O especialista da DGS apontou ainda para um total de 43 óbitos neste período, 5% dos quais em idades abaixo dos 70 anos. A taxa de letalidade nacional é de 3,1% neste momento, sendo que entre as pessoas com mais de 80 anos a letalidade sobe para 19,1%.

VACINA SÓ SE FOR SEGURA E EFICAZ
Quanto à vacina, o presidente do Infarmed, Rui Ivo, voltou a sublinhar que nenhuma vacina será disponibilizada sem segurança. “As vacinas serão disponibilizadas após ser assegurada qualidade, segurança e eficácia, sendo esta avaliação realizada pela Agência Europeia de Medicamentos com intervenção do do INFARMED e restantes autoridades dos Estados-Membros da União Europeia.”

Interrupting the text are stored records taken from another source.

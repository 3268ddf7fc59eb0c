//! Browser login through the configured OpenID Connect provider.

use axum::{
    extract::{Query, State},
    http::HeaderMap,
    response::{IntoResponse, Redirect, Response},
    routing::get,
    Router,
};
use axum_extra::extract::cookie::{Cookie, CookieJar, SameSite};
use serde::Deserialize;
use tracing::{info, warn};

use super::api_error::{ok, ApiError, ApiResult};
use super::session::{extract_session_token, COOKIE_SESSION_TOKEN_KEY};
use super::state::ServerState;

#[derive(Deserialize, Debug)]
struct CallbackQuery {
    code: Option<String>,
    state: Option<String>,
}

fn login_not_configured() -> ApiError {
    ApiError::NotFound("Login is not configured on this server".to_string())
}

async fn login(State(state): State<ServerState>) -> ApiResult {
    let oidc_client = state.oidc_client.as_ref().ok_or_else(login_not_configured)?;

    state.auth_state_store.cleanup_expired().await;
    let (auth_url, auth_state) = oidc_client.authorize_url();
    state.auth_state_store.store(auth_state).await;

    Ok(Redirect::to(&auth_url).into_response())
}

async fn callback(
    State(state): State<ServerState>,
    jar: CookieJar,
    Query(query): Query<CallbackQuery>,
) -> ApiResult {
    let oidc_client = state.oidc_client.as_ref().ok_or_else(login_not_configured)?;
    let (Some(code), Some(csrf)) = (query.code, query.state) else {
        return Err(ApiError::BadRequest(
            "Callback needs both code and state".to_string(),
        ));
    };

    let auth_state = state
        .auth_state_store
        .take(&csrf)
        .await
        .ok_or_else(|| ApiError::Forbidden("Unknown or already used login state".to_string()))?;

    let identity = oidc_client
        .exchange_code(&code, &auth_state)
        .await
        .map_err(|e| {
            warn!("OIDC code exchange failed: {:#}", e);
            ApiError::Forbidden("Login failed".to_string())
        })?;

    info!("Login for subject {}", identity.subject);
    let token = state.session_store.open(identity).await;
    let cookie = Cookie::build((COOKIE_SESSION_TOKEN_KEY, token.0))
        .path("/")
        .http_only(true)
        .same_site(SameSite::Lax)
        .build();

    Ok((jar.add(cookie), Redirect::to("/")).into_response())
}

async fn logout(State(state): State<ServerState>, headers: HeaderMap) -> Response {
    if let Some(token) = extract_session_token(&headers) {
        if let Some(identity) = state.session_store.close(&token).await {
            info!("Logout for subject {}", identity.subject);
        }
    }

    let expired = Cookie::build((COOKIE_SESSION_TOKEN_KEY, ""))
        .path("/")
        .expires(time::OffsetDateTime::now_utc() - time::Duration::days(1))
        .same_site(SameSite::Lax)
        .build();

    (CookieJar::new().add(expired), ok("Logged out", ())).into_response()
}

pub fn make_auth_routes(state: ServerState) -> Router {
    Router::new()
        .route("/login", get(login))
        .route("/callback", get(callback))
        .route("/logout", get(logout))
        .with_state(state)
}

Correspondendo a população portuguesa a 2,3% da população europeia, estima-se que Portugal receba 6,9 milhões de vacinas da AstraZeneca/Universidade de Oxford “ao longo do período do contrato”, apontou o responsável, lembrando que a DGS está a “definir populações-alvo e estratégia de vacinação”.

Já a responsável pelo Inquérito Serológico Nacional, levado a cabo pelo Instituto Nacional de Saúde Doutor Ricardo Jorge e que concluiu que cerca de 3% da população portuguesa teve contacto com o vírus, referiu a “necessidade de manter a monitorização” da seroprevalência. “Teremos de redimensionar a amostra e redefinição de novos grupos etários”, afirmou Ana Paula Rodrigues.

Na reunião, Henrique Barros, presidente do Instituto de Saúde Pública da Universidade do Porto (ISPUP), detalhou o estudo que será desenvolvido nas próximas semanas na região de Lisboa, envolvendo 1000 infetados e 1000 não-infetados, para ajudar a perceber os fatores que determinam a infeção. “O estudo não é fácil, é preciso ter equipas com treino e alinhar uma série de intervenientes”, afirmou, indicando que o estudo resulta de uma parceria entre o Ministério da Saúde, a DGS, o INSA, a ARS de Lisboa e Vale do Tejo, a Escola Nacional de Saúde Pública e o ISPUP.